The most common question I hear is: “What is the false positive rate?” The short answer is “It depends,” which isn’t very satisfying. While this question sounds straightforward, it is impossible to answer accurately in large-scale data systems, and it is really the wrong question to ask. What customers really want to know is whether an algorithm is likely to negatively impact their business, either because their users are frequently unable to access what they need or they spend a lot of resources trying to verify security detections.
In our products, when a customer is unable to reach an important DNS resource, such as a website, due to a false positive, this is a negative impact. We learn about negatively impacting false positives through our customers in requests to remove a specific domain or IP address from our Response Policy Zones (RPZs) used in DNS Firewalls. We measure negative impact directly through customer feedback. During 2022, our RPZs included 32M unique indicators from original intelligence, and we had a reported false positive, negative impact rate of 0.00015%.
Many of these false positives are from statistical or machine learning algorithms. Users are often frustrated that something that seems obvious to them isn’t picked up by the algorithm. In this article, I explain how: 1) false positives from machine learning algorithms can be magnified due to the environment, 2) the application environment can work against us, and 3) counterintuitively, how we can see more false positives in a “cleaner” network. False positives in threat intelligence also come from other sources than algorithms, including the use of sandboxes, applying indicators of compromise outside of the intended context, and inappropriately associating indicators together, but we will leave these topics for a future blog.
Machine learning and statistical algorithms play an important role in threat intelligence when leveraged appropriately. From this article, I hope you will have a better intuition for how false positives occur and can be magnified by the environment. For users, adopting an impact-based decision criteria over a naive false positive rate will give you more security. For data scientists, you will see how an algorithm that tests well can perform poorly in practice. In all cases, the performance of these algorithms has to be evaluated in the wild and not in the lab.
As an example, we, and several other vendors, in response to the tragic earthquakes in Türkiye and Syria, detected a domain registered directly following the event as malicious. In order to provide a rapid response to protect consumers, threat intelligence groups use features of domains to identify potential phishing. The domain registered by DCipher Analytics was privately registered, contained keywords expected for phishing after a disaster, was registered on a highly abused TLD, and with a highly abused registrar and hosting service. Let’s walk through a hypothetical situation to see how these false positives happen.
False Positives in Machine Learning
We will use an application to detect malicious domains for illustration, but the same principles apply regardless of application.
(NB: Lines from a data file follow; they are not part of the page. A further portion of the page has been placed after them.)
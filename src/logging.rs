//! Logging configuration for FolioRAG

use std::path::Path;

use tracing_subscriber::fmt;
use tracing_subscriber::layer::SubscriberExt;
use tracing_subscriber::util::SubscriberInitExt;
use tracing_subscriber::EnvFilter;
use tracing_subscriber::Registry;

use crate::Result;

/// Initialize logging system with file output
pub fn init_logging() -> Result<()> {
    init_logging_with_level("info")
}

/// Initialize logging with custom log level
pub fn init_logging_with_level(level: &str) -> Result<()> {
    // Create logs directory if it doesn't exist
    let logs_dir = Path::new("logs");
    if !logs_dir.exists() {
        std::fs::create_dir_all(logs_dir)?;
    }

    let env_filter = EnvFilter::new(format!("{level},foliorag={level}"));

    // File appender for all logs
    let file_appender = tracing_appender::rolling::daily("logs", "foliorag.log");
    let (non_blocking, guard) = tracing_appender::non_blocking(file_appender);

    let console_layer = fmt::layer()
        .with_target(true)
        .with_writer(std::io::stderr);

    let file_layer = fmt::layer()
        .with_target(true)
        .with_writer(non_blocking)
        .with_ansi(false); // No colors in file

    Registry::default()
        .with(env_filter)
        .with(console_layer)
        .with(file_layer)
        .init();

    tracing::info!("Logging initialized with level: {level}");

    // Keep the guard alive for the process lifetime so buffered logs flush
    std::mem::forget(guard);

    Ok(())
}

/// Initialize simple logging for testing
pub fn init_simple_logging() -> Result<()> {
    tracing_subscriber::fmt()
        .with_target(true)
        .with_max_level(tracing::Level::INFO)
        .init();

    Ok(())
}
Suppose we have an algorithm that will detect 80% of all malicious domains. All statistical or machine learning algorithms have some error because they inherently involve probabilities. Our algorithm will incorrectly label a legitimate domain as malicious 5% of the time; this is the error that creates false positives. While false negatives, which occur when malicious domains are not detected, are also an important kind of error, they are not the focus of this article. Before reading on, think about your requirements for the algorithm’s performance. What is your expectation of the false positive rate?
Now, let’s consider the algorithm’s performance in two different environments.
I’m going to borrow an illustration from the book Statistics Done Wrong.1 First, assume that 20% of all the domains in a data set are actually malicious. For demonstration, we use a set of 50 domains. We calculate that:
- There are 10 malicious domains in the data, and our algorithm will find 8 of those
- Of the remaining 40 legitimate domains, our algorithm will incorrectly think that 2 of those are malicious
- We detect a total of 8 + 2 = 10 domains as malicious in the dataset
In Figure 1 below, we show these results as shaded and labeled squares. The algorithm would detect both the green (“right”) and red-shaded (“wrong”) squares as malicious.
Figure 1. An illustration of algorithm performance on 50 domains. Our algorithm finds the squares marked in green/”right” and red/”wrong” from the full dataset of fifty domains, which is 8 of the 10 malicious domains. It missed two domains (marked in yellow/”miss”), and it falsely identifies two legitimate domains (marked in red/”wrong”) as malicious. The remaining, marked in gray, are legitimate. Each row contains 10 domains.
In this scenario, the algorithm looks pretty good. It detects 10 domains as malicious and 80% of these are truly malicious. But, it also detects 2 legitimate domains as malicious, meaning the false positive rate is 2/10 or 20%. So the false positive rate, or false discovery rate, in this environment is 20%, where you might have expected, say, 5% based on the description of the algorithm. If your network only has 50 domains, this isn’t too bad, but when the detector processes tens of millions of domains, there will be millions of false positives.
Unfortunately, in DNS, the numbers are against us.2 Not only are we dealing with very large data volumes, but the percentage of malicious domains is significantly lower than 10%. Experts disagree on the figure, but to carry forward our example, let’s assume that 5% of domains were malicious and instead of 50 domains, we were considering 1 million. Using the same calculations:
- there are 50k malicious domains in our data and the algorithm will detect 40k of these (in green/”right” below)
- with a 5% false positive rate, of the remaining 950,000 legitimate domains, the algorithm will falsely predict 47,500 are malicious (in red/”wrong” below)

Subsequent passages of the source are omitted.